Line 174-175: “A spatially stratified sampling strategy based on quadrilateral grids was adopted to mitigate the effects of spatial autocorrelation.” Could the authors specify the spataially stratified sampling strategy?
Line 177: “more than 50,000 valid sample points were collected annually” How much of the sample points are from the field survey? Also, how did the authors distringuish winter wheat fields from other crop types based on visual inspection?
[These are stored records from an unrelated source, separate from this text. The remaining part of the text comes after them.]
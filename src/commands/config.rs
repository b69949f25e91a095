use anyhow::Result;
use owo_colors::OwoColorize;
use s2c_core::config::S2cConfig;

pub fn run() -> Result<()> {
    let config_path = S2cConfig::config_path()?;
    let created = !config_path.exists();
    let config = S2cConfig::load()?;

    println!("{}", "Paths".bold());
    println!("  Config:  {}", config_path.display());
    match config.output_dir() {
        Some(dir) => println!("  Output:  {}", dir.display()),
        None => println!("  Output:  {}", "current directory".dimmed()),
    }

    if created {
        println!("\n{}", "Created a default config file.".dimmed());
    }

    Ok(())
}
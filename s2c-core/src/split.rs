//! Splitting long classes at the lunch and dinner breaks.

use crate::record::MergedCourseRecord;

/// Last morning period (0-based index).
const MORNING_END: u8 = 3;
/// Last afternoon period (0-based index).
const AFTERNOON_END: u8 = 7;

/// Period blocks that become separate events.
///
/// With splitting disabled the record's whole period set is one block.
/// Otherwise periods fall into morning (0-3), afternoon (4-7) and
/// evening (8 and up) blocks, and empty blocks are dropped.
pub fn split_blocks(record: &MergedCourseRecord, split_cross_break: bool) -> Vec<MergedCourseRecord> {
    if !split_cross_break {
        return vec![record.clone()];
    }

    let mut morning = Vec::new();
    let mut afternoon = Vec::new();
    let mut evening = Vec::new();

    for &period in &record.periods {
        match period {
            0..=MORNING_END => morning.push(period),
            p if p <= AFTERNOON_END => afternoon.push(period),
            _ => evening.push(period),
        }
    }

    [morning, afternoon, evening]
        .into_iter()
        .filter(|block| !block.is_empty())
        .map(|block| record.with_periods(block))
        .collect()
}

#[cfg(test)]
mod tests {
    use super::*;
    use crate::record::raw_record;
    use crate::week_mask::mask_with;

    fn record(periods: &[u8]) -> MergedCourseRecord {
        MergedCourseRecord::from_raw(&raw_record("C1", &mask_with(0..18).to_string(), 0, periods)).unwrap()
    }

    #[test]
    fn disabled_keeps_one_block() {
        let blocks = split_blocks(&record(&[2, 3, 4, 5]), false);
        assert_eq!(blocks.len(), 1);
        assert_eq!(blocks[0].periods, vec![2, 3, 4, 5]);
    }

    #[test]
    fn splits_across_lunch_and_dinner() {
        let blocks = split_blocks(&record(&[3, 4, 7, 8, 12]), true);
        let periods: Vec<_> = blocks.iter().map(|b| b.periods.clone()).collect();
        assert_eq!(periods, vec![vec![3], vec![4, 7], vec![8, 12]]);
    }

    #[test]
    fn single_block_class_is_untouched() {
        let blocks = split_blocks(&record(&[4, 5]), true);
        assert_eq!(blocks.len(), 1);
        assert_eq!(blocks[0], record(&[4, 5]));
    }
}
//! Event descriptors handed to the calendar encoder.

use chrono::{DateTime, NaiveDateTime, TimeZone, Utc};
use chrono_tz::Tz;
use serde::Serialize;

use crate::error::{S2cError, S2cResult};

/// A display reminder attached to every occurrence.
#[derive(Debug, Clone, PartialEq, Eq, Serialize)]
pub struct Reminder {
    /// Minutes before the start of the class. Always non-negative.
    pub minutes: i64,
    pub description: String,
}

/// One weekly-recurring class event.
#[derive(Debug, Clone, PartialEq, Eq, Serialize)]
pub struct EventDescriptor {
    /// Stable key, unique within one compiled schedule.
    pub uid: String,
    pub summary: String,
    pub location: String,

    /// First occurrence, wall-clock time in `timezone`.
    pub start: NaiveDateTime,
    pub end: NaiveDateTime,
    /// End of the final occurrence; the weekly rule repeats until here.
    pub until: NaiveDateTime,
    pub timezone: Tz,

    pub reminder: Reminder,

    // Provenance, for confirmation output
    pub course_id: String,
    pub teacher_name: String,
    /// Monday = 0 .. Sunday = 6.
    pub day_of_week: u8,
    /// 1-based weeks of the activity block.
    pub first_week: i64,
    pub last_week: i64,
    pub first_period: u8,
    pub last_period: u8,
    pub building_override: bool,
}

impl EventDescriptor {
    pub fn occurrence_count(&self) -> i64 {
        self.last_week - self.first_week + 1
    }

    /// The recurrence end as an absolute instant.
    pub fn until_utc(&self) -> S2cResult<DateTime<Utc>> {
        to_utc(self.timezone, self.until)
    }

    /// RRULE value for this event. UNTIL is written in UTC since DTSTART
    /// carries a TZID.
    pub fn rrule(&self) -> S2cResult<String> {
        Ok(format!(
            "FREQ=WEEKLY;UNTIL={}",
            self.until_utc()?.format("%Y%m%dT%H%M%SZ")
        ))
    }
}

pub(crate) fn to_utc(tz: Tz, local: NaiveDateTime) -> S2cResult<DateTime<Utc>> {
    tz.from_local_datetime(&local)
        .earliest()
        .map(|dt| dt.with_timezone(&Utc))
        .ok_or_else(|| {
            S2cError::IcsGenerate(format!("{local} does not exist in time zone {}", tz.name()))
        })
}
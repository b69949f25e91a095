//! Turning merged records into dated, recurring events.
//!
//! Weeks are counted on a Sunday-first calendar: the anchor of the activity
//! block is a Sunday, and a class on source day `d` (Monday = 0) lands
//! `(d + 1) % 7` days after it.

use chrono::{Datelike, NaiveDate, NaiveDateTime, NaiveTime, TimeDelta};
use chrono_tz::Tz;

use crate::error::{S2cError, S2cResult};
use crate::event::{EventDescriptor, Reminder, to_utc};
use crate::options::CompileOptions;
use crate::record::MergedCourseRecord;
use crate::split::split_blocks;
use crate::term::TermWindow;
use crate::timetable::{BlockSpan, ClockTime, Timetable};
use crate::week_mask::WeekRun;

/// True when January 1 of `year` is a Sunday.
pub fn starts_on_sunday(year: i32) -> bool {
    NaiveDate::from_ymd_opt(year, 1, 1).is_some_and(|d| d.weekday() == chrono::Weekday::Sun)
}

/// Start of `week` in Sunday-first week numbering.
///
/// Week 1 begins on the first Sunday of the year; week 0 holds the days
/// before it and is taken to start on the Sunday on or before January 1.
/// In a year that starts on a Sunday, weeks 0 and 1 are the same week.
pub fn sunday_week_start(year: i32, week: u32) -> Option<NaiveDate> {
    let jan1 = NaiveDate::from_ymd_opt(year, 1, 1)?;
    let first_weekday = i64::from(jan1.weekday().num_days_from_sunday());

    let days = if week == 0 {
        -first_weekday
    } else {
        let week_0_length = (7 - first_weekday) % 7;
        week_0_length + 7 * (i64::from(week) - 1)
    };

    jan1.checked_add_signed(TimeDelta::days(days))
}

/// The Sunday that starts the term's activity block.
pub fn week_anchor(term: &TermWindow) -> S2cResult<NaiveDate> {
    let mut week = term.all_occupy_week.saturating_sub(1);

    // Week 0 and week 1 collapse when the year starts on a Sunday, so every
    // week number is one lower than the real week. Skip ahead by one.
    if starts_on_sunday(term.start_year) {
        tracing::debug!(year = term.start_year, "year starts on a Sunday, shifting anchor one week");
        week += 1;
    }

    sunday_week_start(term.start_year, week).ok_or_else(|| {
        S2cError::InvalidTermWindow(format!(
            "week {} of {} is out of range",
            term.all_occupy_week, term.start_year
        ))
    })
}

/// Projects merged records onto calendar dates for one term.
#[derive(Debug)]
pub struct EventProjector<'a> {
    term: &'a TermWindow,
    timetable: &'a Timetable,
    options: &'a CompileOptions,
    anchor: NaiveDate,
    timezone: Tz,
}

impl<'a> EventProjector<'a> {
    pub fn new(
        term: &'a TermWindow,
        timetable: &'a Timetable,
        options: &'a CompileOptions,
    ) -> S2cResult<Self> {
        Ok(EventProjector {
            term,
            timetable,
            options,
            anchor: week_anchor(term)?,
            timezone: options.tz()?,
        })
    }

    pub fn anchor(&self) -> NaiveDate {
        self.anchor
    }

    /// One event per (period block, week run) of the record.
    pub fn project(&self, record: &MergedCourseRecord) -> S2cResult<Vec<EventDescriptor>> {
        let runs = record.week_mask.runs();
        let mut events = Vec::new();

        for block in split_blocks(record, self.options.split_cross_break_blocks) {
            let span = self.timetable.resolve(
                &block.course_id,
                &block.periods,
                &block.room_name,
                self.options.apply_building_time_override,
            )?;

            for run in &runs {
                events.push(self.project_run(&block, &span, run)?);
            }
        }

        Ok(events)
    }

    fn project_run(
        &self,
        record: &MergedCourseRecord,
        span: &BlockSpan,
        run: &WeekRun,
    ) -> S2cResult<EventDescriptor> {
        let first_week = run.start as i64 - self.term.occupy_offset();
        let last_week = run.end as i64 - self.term.occupy_offset();

        let start = self.occurrence(record, first_week, span.start)?;
        let end = self.occurrence(record, first_week, span.end)?;
        let until = self.occurrence(record, last_week, span.end)?;

        // Fail now rather than in the encoder if a time falls in a DST gap.
        to_utc(self.timezone, start)?;
        to_utc(self.timezone, until)?;

        let uid = format!(
            "{}-{}-{}-w{}-{}-p{}-{}@s2c",
            record.course_id,
            record.room_id,
            record.day_of_week,
            first_week,
            last_week,
            span.first_period,
            span.last_period
        );

        tracing::info!(
            course = %record.course_name,
            teacher = %record.teacher_name,
            weeks = %format!("{}-{}", first_week + 1, last_week + 1),
            day = record.day_of_week + 1,
            periods = %format!("{}-{}", span.first_period + 1, span.last_period + 1),
            room = %record.room_name,
            building_override = span.building_override,
            "adding event"
        );

        Ok(EventDescriptor {
            uid,
            summary: format!("{} {}", record.course_name, record.teacher_name),
            location: record.room_name.clone(),
            start,
            end,
            until,
            timezone: self.timezone,
            reminder: Reminder {
                minutes: i64::from(self.options.alarm_lead_minutes).abs(),
                description: format!("{} {}", record.course_name, record.room_name),
            },
            course_id: record.course_id.clone(),
            teacher_name: record.teacher_name.clone(),
            day_of_week: record.day_of_week,
            first_week: first_week + 1,
            last_week: last_week + 1,
            first_period: span.first_period,
            last_period: span.last_period,
            building_override: span.building_override,
        })
    }

    /// Wall-clock time of `clock` on the record's weekday in relative `week`.
    fn occurrence(
        &self,
        record: &MergedCourseRecord,
        week: i64,
        clock: ClockTime,
    ) -> S2cResult<NaiveDateTime> {
        let weekday_offset = (i64::from(record.day_of_week) + 1) % 7;

        let date = self
            .anchor
            .checked_add_signed(TimeDelta::weeks(week) + TimeDelta::days(weekday_offset))
            .ok_or_else(|| {
                S2cError::InvalidTermWindow(format!(
                    "week {week} of course '{}' is out of range",
                    record.course_id
                ))
            })?;

        Ok(date.and_time(NaiveTime::MIN) + clock.since_midnight())
    }
}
Some examples can be provided.
Line 234-235: “all non-wheat pixels (Section 3.1) were classified into two types: non-wheat winter crops vs. non-winter crops and non-wheat spring crops vs. non-spring crops, according to their respective growth stages”: I think there are four types?
Line 238: What is the definition of the “spectral separability indices (SI)”?
Section 3.2: what would the accuracy be if you do not do the Selection of provincial feature set?
Line 256: It is not clear why (Yang et al. 2023) is cited here.
Line 264-269: it is not clear to me why does the model can map planeted winter wheat and harvested winter wheat by changing the time window of the feature set.
Line 269: “The final products include harvested area maps of spring and winter wheat for 15 provinces, as well as planted area maps of winter wheat for 10 provinces.” What cause the difference number of available provinces for harvested area maps and planted area maps of winter wheat?